Only a number is expected: how many lines in the data below contain the word "title".
______________________________
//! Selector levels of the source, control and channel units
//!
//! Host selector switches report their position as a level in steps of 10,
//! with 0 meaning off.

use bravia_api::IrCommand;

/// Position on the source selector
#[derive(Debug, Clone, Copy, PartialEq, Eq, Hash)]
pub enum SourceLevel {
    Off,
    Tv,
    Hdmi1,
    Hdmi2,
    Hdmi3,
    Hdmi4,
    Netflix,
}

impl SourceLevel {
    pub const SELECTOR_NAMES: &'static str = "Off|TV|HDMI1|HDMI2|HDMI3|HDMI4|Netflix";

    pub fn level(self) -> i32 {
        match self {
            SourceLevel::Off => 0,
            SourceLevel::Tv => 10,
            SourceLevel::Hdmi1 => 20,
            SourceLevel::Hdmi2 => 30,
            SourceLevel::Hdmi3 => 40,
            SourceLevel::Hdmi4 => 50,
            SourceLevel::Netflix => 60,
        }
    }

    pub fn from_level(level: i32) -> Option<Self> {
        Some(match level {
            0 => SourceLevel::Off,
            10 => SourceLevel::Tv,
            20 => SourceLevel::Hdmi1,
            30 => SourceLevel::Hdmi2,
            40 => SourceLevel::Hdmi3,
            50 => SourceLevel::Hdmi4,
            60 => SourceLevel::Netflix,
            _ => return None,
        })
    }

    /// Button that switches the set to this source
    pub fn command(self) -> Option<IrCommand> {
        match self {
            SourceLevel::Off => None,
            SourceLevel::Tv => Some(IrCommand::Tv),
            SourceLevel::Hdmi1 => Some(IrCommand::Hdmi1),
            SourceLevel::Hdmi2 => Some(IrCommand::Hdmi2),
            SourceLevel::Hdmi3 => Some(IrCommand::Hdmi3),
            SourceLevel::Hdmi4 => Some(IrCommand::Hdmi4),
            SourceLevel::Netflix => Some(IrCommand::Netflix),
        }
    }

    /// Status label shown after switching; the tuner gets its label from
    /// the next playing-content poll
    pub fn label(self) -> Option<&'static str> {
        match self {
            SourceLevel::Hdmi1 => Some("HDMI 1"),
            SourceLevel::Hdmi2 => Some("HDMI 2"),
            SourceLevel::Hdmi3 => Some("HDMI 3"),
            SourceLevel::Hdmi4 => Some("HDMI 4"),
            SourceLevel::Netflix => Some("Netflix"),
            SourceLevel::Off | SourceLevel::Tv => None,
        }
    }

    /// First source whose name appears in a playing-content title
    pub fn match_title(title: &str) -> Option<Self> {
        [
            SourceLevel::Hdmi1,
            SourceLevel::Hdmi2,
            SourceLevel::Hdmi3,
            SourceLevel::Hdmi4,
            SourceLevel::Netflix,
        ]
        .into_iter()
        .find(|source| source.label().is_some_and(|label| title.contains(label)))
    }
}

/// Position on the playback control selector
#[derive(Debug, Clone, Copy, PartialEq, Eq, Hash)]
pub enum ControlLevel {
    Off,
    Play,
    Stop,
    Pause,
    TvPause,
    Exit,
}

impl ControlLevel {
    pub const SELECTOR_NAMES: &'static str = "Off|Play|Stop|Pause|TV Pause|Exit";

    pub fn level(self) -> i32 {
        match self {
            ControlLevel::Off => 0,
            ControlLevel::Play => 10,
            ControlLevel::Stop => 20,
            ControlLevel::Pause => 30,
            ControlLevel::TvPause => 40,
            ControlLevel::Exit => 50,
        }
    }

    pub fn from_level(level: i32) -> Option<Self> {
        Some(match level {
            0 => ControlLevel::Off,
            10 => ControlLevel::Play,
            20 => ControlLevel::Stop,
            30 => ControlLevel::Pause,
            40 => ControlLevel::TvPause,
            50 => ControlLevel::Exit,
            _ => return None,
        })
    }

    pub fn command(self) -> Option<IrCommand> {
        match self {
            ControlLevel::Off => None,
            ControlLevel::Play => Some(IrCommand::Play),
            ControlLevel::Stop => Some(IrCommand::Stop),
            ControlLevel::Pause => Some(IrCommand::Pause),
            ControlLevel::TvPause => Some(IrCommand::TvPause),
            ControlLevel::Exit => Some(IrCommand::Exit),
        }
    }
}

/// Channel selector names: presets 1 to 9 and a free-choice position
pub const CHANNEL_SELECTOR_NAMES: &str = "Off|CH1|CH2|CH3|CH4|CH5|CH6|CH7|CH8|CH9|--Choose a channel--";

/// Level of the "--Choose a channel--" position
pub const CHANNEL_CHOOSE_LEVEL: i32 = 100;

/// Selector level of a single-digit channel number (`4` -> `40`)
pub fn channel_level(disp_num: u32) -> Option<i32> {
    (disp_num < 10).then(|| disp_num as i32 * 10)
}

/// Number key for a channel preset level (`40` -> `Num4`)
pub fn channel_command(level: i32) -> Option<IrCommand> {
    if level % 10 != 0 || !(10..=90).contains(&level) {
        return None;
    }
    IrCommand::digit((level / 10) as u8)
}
______________________________
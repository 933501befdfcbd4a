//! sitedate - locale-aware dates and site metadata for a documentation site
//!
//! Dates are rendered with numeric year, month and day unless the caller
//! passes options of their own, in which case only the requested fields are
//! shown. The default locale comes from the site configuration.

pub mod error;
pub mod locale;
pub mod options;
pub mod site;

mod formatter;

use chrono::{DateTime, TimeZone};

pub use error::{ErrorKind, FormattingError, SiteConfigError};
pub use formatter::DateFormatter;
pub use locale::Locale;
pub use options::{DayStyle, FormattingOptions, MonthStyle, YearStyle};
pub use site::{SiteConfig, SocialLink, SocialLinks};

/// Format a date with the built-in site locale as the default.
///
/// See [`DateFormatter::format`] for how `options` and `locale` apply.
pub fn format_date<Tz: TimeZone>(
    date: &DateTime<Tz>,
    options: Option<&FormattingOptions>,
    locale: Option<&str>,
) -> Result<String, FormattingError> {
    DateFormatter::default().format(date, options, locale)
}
______________________________
Response:
3